Start of DATASET ENTRIES
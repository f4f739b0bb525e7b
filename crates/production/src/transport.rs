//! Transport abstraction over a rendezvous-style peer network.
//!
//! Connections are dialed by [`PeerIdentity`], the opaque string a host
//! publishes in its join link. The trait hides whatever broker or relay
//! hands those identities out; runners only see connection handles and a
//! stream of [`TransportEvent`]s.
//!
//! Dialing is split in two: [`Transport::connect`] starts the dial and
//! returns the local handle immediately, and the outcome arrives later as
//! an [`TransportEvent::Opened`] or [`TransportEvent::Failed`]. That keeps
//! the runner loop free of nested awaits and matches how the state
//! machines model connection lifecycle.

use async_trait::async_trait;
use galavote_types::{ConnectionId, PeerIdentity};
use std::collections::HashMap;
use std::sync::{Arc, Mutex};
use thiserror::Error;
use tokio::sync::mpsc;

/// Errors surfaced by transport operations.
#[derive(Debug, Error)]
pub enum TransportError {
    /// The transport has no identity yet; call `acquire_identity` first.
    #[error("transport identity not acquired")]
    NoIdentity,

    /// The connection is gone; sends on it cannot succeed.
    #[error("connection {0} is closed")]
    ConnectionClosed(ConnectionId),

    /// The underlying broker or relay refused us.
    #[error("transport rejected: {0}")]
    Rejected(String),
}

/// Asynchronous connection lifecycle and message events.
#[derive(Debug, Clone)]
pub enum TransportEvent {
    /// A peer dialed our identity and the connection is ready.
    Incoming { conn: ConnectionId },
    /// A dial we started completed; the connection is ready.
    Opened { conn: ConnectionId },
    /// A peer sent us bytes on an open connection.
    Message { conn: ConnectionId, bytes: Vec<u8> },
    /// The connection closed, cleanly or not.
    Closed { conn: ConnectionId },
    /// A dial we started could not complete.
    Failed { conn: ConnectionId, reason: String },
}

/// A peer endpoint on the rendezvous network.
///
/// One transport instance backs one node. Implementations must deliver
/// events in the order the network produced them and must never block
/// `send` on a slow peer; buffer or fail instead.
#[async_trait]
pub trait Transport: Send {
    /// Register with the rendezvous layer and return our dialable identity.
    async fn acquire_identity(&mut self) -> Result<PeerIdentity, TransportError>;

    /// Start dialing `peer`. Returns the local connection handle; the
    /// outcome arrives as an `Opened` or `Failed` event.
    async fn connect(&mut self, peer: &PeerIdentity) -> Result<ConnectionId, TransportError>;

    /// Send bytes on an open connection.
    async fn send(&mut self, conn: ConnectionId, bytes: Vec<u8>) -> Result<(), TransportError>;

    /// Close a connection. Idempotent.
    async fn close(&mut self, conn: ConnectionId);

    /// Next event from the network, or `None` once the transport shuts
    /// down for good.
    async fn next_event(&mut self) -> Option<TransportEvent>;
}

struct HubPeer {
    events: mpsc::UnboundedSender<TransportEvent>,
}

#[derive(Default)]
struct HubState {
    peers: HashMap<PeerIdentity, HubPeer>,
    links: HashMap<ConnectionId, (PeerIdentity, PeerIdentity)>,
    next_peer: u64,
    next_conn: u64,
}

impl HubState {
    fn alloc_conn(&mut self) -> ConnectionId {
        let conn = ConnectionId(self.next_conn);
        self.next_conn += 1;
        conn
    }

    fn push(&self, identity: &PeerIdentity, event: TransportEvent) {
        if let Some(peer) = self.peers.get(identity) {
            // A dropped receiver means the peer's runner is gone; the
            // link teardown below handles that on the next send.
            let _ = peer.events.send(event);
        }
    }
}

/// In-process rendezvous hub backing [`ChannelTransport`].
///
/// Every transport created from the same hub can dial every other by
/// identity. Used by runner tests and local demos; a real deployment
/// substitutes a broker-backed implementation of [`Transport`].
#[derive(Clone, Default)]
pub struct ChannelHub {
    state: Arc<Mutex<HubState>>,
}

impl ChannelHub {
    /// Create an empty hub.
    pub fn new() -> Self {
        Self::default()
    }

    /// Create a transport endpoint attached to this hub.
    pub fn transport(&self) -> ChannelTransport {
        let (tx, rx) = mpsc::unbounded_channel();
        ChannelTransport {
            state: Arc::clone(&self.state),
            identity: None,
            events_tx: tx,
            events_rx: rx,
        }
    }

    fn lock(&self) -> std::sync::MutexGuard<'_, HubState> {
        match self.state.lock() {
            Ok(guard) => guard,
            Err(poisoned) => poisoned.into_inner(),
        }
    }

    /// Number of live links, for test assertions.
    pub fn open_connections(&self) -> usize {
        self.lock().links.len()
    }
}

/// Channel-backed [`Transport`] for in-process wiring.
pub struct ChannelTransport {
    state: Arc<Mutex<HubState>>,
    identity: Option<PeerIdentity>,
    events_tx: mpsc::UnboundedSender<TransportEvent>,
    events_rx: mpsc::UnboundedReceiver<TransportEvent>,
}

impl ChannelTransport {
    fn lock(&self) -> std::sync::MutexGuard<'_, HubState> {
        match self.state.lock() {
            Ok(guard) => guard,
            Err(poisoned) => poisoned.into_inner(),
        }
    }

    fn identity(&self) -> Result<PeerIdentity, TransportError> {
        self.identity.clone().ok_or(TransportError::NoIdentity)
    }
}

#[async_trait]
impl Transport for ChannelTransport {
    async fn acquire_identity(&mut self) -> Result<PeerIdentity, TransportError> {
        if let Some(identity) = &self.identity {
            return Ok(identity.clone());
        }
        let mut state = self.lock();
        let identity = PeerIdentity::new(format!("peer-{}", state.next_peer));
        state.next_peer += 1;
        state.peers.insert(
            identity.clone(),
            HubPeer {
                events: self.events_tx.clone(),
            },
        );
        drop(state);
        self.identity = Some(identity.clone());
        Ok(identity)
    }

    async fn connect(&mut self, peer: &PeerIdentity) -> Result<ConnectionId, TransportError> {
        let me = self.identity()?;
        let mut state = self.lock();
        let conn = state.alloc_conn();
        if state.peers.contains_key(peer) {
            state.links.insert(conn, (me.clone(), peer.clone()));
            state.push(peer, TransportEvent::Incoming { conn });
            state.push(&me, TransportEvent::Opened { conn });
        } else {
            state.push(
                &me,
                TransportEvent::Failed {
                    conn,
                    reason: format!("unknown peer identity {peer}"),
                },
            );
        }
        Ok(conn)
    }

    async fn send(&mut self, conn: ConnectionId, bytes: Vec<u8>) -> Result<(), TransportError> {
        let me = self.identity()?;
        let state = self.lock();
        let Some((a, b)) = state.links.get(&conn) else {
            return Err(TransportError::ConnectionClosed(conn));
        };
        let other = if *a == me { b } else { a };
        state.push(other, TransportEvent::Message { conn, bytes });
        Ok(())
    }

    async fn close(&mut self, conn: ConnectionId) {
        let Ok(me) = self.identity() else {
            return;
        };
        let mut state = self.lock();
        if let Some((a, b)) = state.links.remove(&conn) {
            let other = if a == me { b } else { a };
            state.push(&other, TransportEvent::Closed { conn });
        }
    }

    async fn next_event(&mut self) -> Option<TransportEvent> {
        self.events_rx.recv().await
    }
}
End of DATASET ENTRIES
Start of DATASET ENTRIES
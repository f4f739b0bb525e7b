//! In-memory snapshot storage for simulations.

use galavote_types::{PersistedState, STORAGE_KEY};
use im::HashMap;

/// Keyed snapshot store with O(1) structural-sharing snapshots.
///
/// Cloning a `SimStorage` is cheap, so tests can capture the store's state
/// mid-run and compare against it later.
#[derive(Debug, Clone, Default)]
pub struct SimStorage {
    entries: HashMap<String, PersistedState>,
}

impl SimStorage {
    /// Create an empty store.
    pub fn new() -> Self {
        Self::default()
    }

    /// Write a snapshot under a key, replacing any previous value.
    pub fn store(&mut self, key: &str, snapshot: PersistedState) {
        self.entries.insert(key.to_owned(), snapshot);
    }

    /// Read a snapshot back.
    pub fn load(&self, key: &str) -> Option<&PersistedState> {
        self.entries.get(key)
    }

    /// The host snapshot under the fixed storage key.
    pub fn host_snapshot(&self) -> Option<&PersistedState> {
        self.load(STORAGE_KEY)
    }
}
End of DATASET ENTRIES
Start of DATASET ENTRIES
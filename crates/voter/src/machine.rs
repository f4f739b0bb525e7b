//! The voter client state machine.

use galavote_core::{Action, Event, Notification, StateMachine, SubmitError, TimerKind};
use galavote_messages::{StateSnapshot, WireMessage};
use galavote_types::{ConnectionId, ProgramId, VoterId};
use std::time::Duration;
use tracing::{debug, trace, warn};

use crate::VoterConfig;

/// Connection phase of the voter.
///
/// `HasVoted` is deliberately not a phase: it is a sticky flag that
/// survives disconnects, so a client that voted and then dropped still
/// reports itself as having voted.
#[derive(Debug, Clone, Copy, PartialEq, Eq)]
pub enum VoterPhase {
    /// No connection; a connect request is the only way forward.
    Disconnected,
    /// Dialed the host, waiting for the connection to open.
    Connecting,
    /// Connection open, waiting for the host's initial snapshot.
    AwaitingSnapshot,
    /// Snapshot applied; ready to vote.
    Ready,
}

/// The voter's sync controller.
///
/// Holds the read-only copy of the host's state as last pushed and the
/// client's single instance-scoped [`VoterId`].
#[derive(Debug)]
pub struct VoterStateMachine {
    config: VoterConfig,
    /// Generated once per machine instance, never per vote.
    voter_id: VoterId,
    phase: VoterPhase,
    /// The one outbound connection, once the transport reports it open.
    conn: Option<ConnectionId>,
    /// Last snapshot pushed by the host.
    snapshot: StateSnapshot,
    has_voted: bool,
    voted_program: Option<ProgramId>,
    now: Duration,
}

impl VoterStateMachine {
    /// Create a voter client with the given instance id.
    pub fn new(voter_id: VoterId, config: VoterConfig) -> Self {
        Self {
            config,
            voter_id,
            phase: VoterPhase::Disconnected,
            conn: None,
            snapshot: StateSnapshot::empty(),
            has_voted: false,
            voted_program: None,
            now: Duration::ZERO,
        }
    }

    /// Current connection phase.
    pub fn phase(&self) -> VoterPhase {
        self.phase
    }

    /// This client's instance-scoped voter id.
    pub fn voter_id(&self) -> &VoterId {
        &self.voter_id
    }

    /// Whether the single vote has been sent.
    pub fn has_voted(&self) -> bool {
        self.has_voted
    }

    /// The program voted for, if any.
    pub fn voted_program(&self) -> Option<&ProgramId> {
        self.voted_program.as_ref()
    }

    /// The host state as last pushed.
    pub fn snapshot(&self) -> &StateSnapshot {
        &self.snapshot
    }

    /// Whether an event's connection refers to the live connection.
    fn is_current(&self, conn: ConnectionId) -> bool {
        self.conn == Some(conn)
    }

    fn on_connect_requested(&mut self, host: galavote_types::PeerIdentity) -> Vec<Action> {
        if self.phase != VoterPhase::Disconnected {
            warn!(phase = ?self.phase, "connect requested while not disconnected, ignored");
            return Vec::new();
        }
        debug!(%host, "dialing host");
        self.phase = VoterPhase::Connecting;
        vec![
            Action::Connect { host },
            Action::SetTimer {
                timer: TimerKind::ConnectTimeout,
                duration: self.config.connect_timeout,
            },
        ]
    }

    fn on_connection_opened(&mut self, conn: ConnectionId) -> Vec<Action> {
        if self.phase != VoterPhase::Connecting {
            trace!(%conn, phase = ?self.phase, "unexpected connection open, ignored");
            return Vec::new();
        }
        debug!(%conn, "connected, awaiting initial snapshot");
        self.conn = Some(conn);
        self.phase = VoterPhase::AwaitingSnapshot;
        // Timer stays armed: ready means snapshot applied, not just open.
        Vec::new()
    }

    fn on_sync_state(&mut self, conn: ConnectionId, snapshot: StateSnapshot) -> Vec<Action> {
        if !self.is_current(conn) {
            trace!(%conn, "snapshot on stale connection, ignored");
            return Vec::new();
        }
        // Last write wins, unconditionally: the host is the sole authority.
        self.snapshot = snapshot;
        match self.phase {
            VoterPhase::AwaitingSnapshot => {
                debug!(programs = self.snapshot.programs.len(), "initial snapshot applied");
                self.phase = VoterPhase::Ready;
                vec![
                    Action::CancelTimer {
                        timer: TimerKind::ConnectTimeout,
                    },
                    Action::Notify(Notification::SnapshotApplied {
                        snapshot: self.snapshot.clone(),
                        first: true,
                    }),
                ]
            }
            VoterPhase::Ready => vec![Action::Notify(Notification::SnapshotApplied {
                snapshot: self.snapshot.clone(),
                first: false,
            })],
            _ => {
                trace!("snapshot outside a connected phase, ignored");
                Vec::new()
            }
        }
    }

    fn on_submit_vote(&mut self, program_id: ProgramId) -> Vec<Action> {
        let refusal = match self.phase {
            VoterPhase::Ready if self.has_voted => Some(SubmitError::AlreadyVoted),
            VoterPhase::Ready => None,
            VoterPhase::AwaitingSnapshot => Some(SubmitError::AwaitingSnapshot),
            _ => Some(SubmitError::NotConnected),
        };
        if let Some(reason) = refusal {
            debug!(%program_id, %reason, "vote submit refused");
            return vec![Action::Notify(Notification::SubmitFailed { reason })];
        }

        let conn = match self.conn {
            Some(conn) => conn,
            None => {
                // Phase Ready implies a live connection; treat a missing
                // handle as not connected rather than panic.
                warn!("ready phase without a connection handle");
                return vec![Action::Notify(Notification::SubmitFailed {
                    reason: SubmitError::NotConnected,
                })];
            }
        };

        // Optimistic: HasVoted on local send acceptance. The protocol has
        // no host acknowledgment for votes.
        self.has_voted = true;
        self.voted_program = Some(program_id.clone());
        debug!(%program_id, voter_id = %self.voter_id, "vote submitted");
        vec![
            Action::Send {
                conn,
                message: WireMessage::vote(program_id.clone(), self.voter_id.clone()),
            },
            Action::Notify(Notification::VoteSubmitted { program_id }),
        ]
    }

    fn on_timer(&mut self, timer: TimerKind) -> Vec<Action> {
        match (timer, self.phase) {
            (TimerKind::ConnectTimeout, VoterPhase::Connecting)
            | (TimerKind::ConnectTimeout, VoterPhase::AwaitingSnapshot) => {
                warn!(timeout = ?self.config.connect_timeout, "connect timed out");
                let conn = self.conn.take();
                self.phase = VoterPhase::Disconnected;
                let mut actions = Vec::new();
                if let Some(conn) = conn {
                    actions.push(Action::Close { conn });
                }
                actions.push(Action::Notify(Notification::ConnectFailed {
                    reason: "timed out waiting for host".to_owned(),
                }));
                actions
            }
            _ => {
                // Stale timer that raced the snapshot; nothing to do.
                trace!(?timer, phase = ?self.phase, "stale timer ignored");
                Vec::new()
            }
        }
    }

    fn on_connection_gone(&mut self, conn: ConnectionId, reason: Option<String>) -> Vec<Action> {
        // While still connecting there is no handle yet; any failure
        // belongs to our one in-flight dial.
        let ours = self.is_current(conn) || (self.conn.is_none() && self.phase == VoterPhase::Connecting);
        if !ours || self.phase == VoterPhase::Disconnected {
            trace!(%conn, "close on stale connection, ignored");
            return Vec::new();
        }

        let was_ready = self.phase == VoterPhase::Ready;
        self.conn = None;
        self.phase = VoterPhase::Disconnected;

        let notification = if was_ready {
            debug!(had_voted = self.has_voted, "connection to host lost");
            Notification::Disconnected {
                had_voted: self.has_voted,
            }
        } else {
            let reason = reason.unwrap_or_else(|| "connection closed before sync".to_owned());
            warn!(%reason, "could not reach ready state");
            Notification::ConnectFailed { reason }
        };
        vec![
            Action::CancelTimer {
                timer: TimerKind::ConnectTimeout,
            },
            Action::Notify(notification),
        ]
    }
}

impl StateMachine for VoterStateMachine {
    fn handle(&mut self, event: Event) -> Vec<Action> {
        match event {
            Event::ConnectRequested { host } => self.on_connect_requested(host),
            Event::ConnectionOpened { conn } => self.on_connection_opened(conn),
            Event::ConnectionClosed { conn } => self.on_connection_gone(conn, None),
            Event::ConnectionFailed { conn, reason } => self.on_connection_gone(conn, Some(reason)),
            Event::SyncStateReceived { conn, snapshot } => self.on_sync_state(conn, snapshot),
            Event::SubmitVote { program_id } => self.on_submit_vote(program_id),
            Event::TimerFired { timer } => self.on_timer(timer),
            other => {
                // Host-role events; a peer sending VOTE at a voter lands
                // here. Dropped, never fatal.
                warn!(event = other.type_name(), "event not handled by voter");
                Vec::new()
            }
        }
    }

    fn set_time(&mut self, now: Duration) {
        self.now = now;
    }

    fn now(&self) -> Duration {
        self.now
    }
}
End of DATASET ENTRIES
TASK PROMPT. The answer is the lines above between the line holding "pub trait Transport: Send" and the line holding "Send bytes on an open connection.", inclusive, each written out exactly, and no others.

PROBLEM SOLUTION.
pub trait Transport: Send {
    /// Register with the rendezvous layer and return our dialable identity.
    async fn acquire_identity(&mut self) -> Result<PeerIdentity, TransportError>;

    /// Start dialing `peer`. Returns the local connection handle; the
    /// outcome arrives as an `Opened` or `Failed` event.
    async fn connect(&mut self, peer: &PeerIdentity) -> Result<ConnectionId, TransportError>;

    /// Send bytes on an open connection.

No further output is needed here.